■ DATA EXTRACT

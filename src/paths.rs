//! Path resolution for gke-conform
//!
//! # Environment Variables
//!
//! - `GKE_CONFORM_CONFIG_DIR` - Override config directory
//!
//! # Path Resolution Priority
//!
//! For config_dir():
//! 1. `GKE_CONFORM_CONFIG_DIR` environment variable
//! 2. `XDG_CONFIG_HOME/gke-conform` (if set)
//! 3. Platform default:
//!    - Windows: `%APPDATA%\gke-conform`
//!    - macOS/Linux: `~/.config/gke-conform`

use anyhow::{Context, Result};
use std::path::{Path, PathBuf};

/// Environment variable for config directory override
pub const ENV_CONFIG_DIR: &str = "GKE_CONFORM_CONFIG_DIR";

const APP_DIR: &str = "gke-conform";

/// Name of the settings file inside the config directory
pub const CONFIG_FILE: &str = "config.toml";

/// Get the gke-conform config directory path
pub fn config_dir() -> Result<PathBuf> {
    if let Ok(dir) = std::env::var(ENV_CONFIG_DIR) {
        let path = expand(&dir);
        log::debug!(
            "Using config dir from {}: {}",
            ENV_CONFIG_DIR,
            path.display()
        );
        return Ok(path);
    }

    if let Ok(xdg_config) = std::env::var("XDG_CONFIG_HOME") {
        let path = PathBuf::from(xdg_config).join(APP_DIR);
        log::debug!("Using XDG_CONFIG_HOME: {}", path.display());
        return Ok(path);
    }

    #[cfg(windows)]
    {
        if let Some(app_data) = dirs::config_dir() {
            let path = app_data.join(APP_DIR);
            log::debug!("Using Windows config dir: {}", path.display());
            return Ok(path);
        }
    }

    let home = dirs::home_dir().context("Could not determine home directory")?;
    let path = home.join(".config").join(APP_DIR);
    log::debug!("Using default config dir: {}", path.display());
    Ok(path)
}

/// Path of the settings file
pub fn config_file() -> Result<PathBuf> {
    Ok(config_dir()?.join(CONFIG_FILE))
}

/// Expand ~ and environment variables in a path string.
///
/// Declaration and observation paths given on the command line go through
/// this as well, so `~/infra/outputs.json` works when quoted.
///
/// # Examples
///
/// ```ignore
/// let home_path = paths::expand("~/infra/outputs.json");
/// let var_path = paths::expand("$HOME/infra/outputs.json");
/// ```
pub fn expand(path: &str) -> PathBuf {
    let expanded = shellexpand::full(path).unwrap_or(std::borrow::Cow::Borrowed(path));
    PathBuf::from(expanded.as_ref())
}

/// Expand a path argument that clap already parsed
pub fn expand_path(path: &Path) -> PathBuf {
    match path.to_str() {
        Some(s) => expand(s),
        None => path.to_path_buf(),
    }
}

■ WHAT YOU SHOULD DO
Every record is to be written out verbatim.

■ OUTPUT OF THE EXERCISE
filename src/paths.rs
//! Path resolution for gke-conform
//!
//! # Environment Variables
//!
//! - `GKE_CONFORM_CONFIG_DIR` - Override config directory
//!
//! # Path Resolution Priority
//!
//! For config_dir():
//! 1. `GKE_CONFORM_CONFIG_DIR` environment variable
//! 2. `XDG_CONFIG_HOME/gke-conform` (if set)
//! 3. Platform default:
//!    - Windows: `%APPDATA%\gke-conform`
//!    - macOS/Linux: `~/.config/gke-conform`

use anyhow::{Context, Result};
use std::path::{Path, PathBuf};

/// Environment variable for config directory override
pub const ENV_CONFIG_DIR: &str = "GKE_CONFORM_CONFIG_DIR";

const APP_DIR: &str = "gke-conform";

/// Name of the settings file inside the config directory
pub const CONFIG_FILE: &str = "config.toml";

/// Get the gke-conform config directory path
pub fn config_dir() -> Result<PathBuf> {
    if let Ok(dir) = std::env::var(ENV_CONFIG_DIR) {
        let path = expand(&dir);
        log::debug!(
            "Using config dir from {}: {}",
            ENV_CONFIG_DIR,
            path.display()
        );
        return Ok(path);
    }

    if let Ok(xdg_config) = std::env::var("XDG_CONFIG_HOME") {
        let path = PathBuf::from(xdg_config).join(APP_DIR);
        log::debug!("Using XDG_CONFIG_HOME: {}", path.display());
        return Ok(path);
    }

    #[cfg(windows)]
    {
        if let Some(app_data) = dirs::config_dir() {
            let path = app_data.join(APP_DIR);
            log::debug!("Using Windows config dir: {}", path.display());
            return Ok(path);
        }
    }

    let home = dirs::home_dir().context("Could not determine home directory")?;
    let path = home.join(".config").join(APP_DIR);
    log::debug!("Using default config dir: {}", path.display());
    Ok(path)
}

/// Path of the settings file
pub fn config_file() -> Result<PathBuf> {
    Ok(config_dir()?.join(CONFIG_FILE))
}

/// Expand ~ and environment variables in a path string.
///
/// Declaration and observation paths given on the command line go through
/// this as well, so `~/infra/outputs.json` works when quoted.
///
/// # Examples
///
/// ```ignore
/// let home_path = paths::expand("~/infra/outputs.json");
/// let var_path = paths::expand("$HOME/infra/outputs.json");
/// ```
pub fn expand(path: &str) -> PathBuf {
    let expanded = shellexpand::full(path).unwrap_or(std::borrow::Cow::Borrowed(path));
    PathBuf::from(expanded.as_ref())
}

/// Expand a path argument that clap already parsed
pub fn expand_path(path: &Path) -> PathBuf {
    match path.to_str() {
        Some(s) => expand(s),
        None => path.to_path_buf(),
    }
}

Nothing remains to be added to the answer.